Native in Samoan and immersed in her rich culture and heritage I was confident at home, and in our wider ethnic community, where I felt accepted. School was that weird place where the sky was always falling. It was there I quickly discovered I was a minority and that most people had a very negative view of my kind. They laughed at the way I spoke and excluded me because I was unusual. So, in my desire to fit in, I pursued an experiment I am not terribly proud of today, perhaps shared by other immigrants too. I needed to be less Samoan for others to like me. It started by speaking with a polished accent, insisting that my relatives use English, even avoiding Samoan friends and replacing them altogether. It would take at least a decade before I realized inner demons were robbing me of an authentic experience. Here I was trading thousands of years in tradition and identity for just a few years of schoolyard popularity. The all too powerful language of the mob rule was drowning out my own voice. You see language is like a double-edged sword. It has divided us in much the same way that it has brought us together. It was the language of the majority that made me feel primitive rather than equal. A language of privilege that compelled me to use less of my own. Thankfully, I was one of the lucky ones and I now lead a life of duality. I am neither Samoan nor New Zealander. I am both and it is truly glorious! Sometimes, society fools you into choosing one or the other.

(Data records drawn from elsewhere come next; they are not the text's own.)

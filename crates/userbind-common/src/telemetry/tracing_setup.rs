//! Tracing and logging setup
//!
//! Configures the `tracing` subscriber with `RUST_LOG` filtering and either
//! pretty (development) or JSON (production) output.

use tracing::Level;
use tracing_subscriber::{
    fmt::{self, format::FmtSpan},
    layer::SubscriberExt,
    util::SubscriberInitExt,
    EnvFilter,
};

use crate::config::Environment;

/// Tracing configuration options
#[derive(Debug, Clone)]
pub struct TracingConfig {
    /// Fallback level when `RUST_LOG` is unset
    pub level: Level,
    pub json: bool,
    /// Include span events (new, close)
    pub span_events: bool,
    pub file_line: bool,
    pub thread_names: bool,
}

impl Default for TracingConfig {
    fn default() -> Self {
        Self {
            level: Level::INFO,
            json: false,
            span_events: false,
            file_line: true,
            thread_names: false,
        }
    }
}

impl TracingConfig {
    #[must_use]
    pub fn development() -> Self {
        Self {
            level: Level::DEBUG,
            json: false,
            span_events: true,
            file_line: true,
            thread_names: true,
        }
    }

    #[must_use]
    pub fn production() -> Self {
        Self {
            level: Level::INFO,
            json: true,
            span_events: false,
            file_line: false,
            thread_names: false,
        }
    }

    /// Pick the preset matching the deployment environment
    #[must_use]
    pub fn for_environment(env: Environment) -> Self {
        match env {
            Environment::Development => Self::development(),
            Environment::Staging => Self::default(),
            Environment::Production => Self::production(),
        }
    }

    fn span_events(&self) -> FmtSpan {
        if self.span_events {
            FmtSpan::NEW | FmtSpan::CLOSE
        } else {
            FmtSpan::NONE
        }
    }
}

/// Try to initialize tracing with the default configuration
pub fn try_init_tracing() -> Result<(), TracingError> {
    try_init_tracing_with_config(TracingConfig::default())
}

/// Install the global subscriber.
///
/// Returns `AlreadyInitialized` instead of panicking when called twice.
pub fn try_init_tracing_with_config(config: TracingConfig) -> Result<(), TracingError> {
    let env_filter = EnvFilter::try_from_default_env()
        .unwrap_or_else(|_| EnvFilter::new(config.level.to_string()));

    let layer = fmt::layer()
        .with_file(config.file_line)
        .with_line_number(config.file_line)
        .with_thread_names(config.thread_names)
        .with_span_events(config.span_events());

    let registry = tracing_subscriber::registry().with(env_filter);

    if config.json {
        registry
            .with(layer.json())
            .try_init()
            .map_err(|_| TracingError::AlreadyInitialized)
    } else {
        registry
            .with(layer)
            .try_init()
            .map_err(|_| TracingError::AlreadyInitialized)
    }
}

/// Tracing initialization errors
#[derive(Debug, thiserror::Error)]
pub enum TracingError {
    #[error("Tracing subscriber already initialized")]
    AlreadyInitialized,
}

In just a couple of generations, half of all languages will vanish from the face of this earth. Each one with its own record of a people with mutual destiny. It seems in our haste to go forward, we too are selling ourselves short by abandoning those who came before us. When Polynesians left Asia to settle the Pacific, we brought our languages along for the voyage. In them, we spoke life to our unique customs and traits. Embracing their new surroundings, my ancestors also honoured ways of the old and would pass their wisdom down to this very day. I write for all of them and for the struggles like mine around the world that threaten our lavish tongues and ideas. Assimilation should never mean shame or disregard. It should symbolize coexistence and the preservation of lessons from the past as we charter a future together. I hope that my time at school dies with this generation and that we learn to value diversity as a strength. But most of all, that we may fight to save our endangered languages because each one is an anchor to our origin stories. Let the record show that there is no tomorrow without yesterday. That mother language day is as much a challenge as it is a celebration. Now is the time to champion technology and social change to help promote the survival of all languages. Congratulate someone who knows another language however small. Make them feel great because they are living anchors to our history.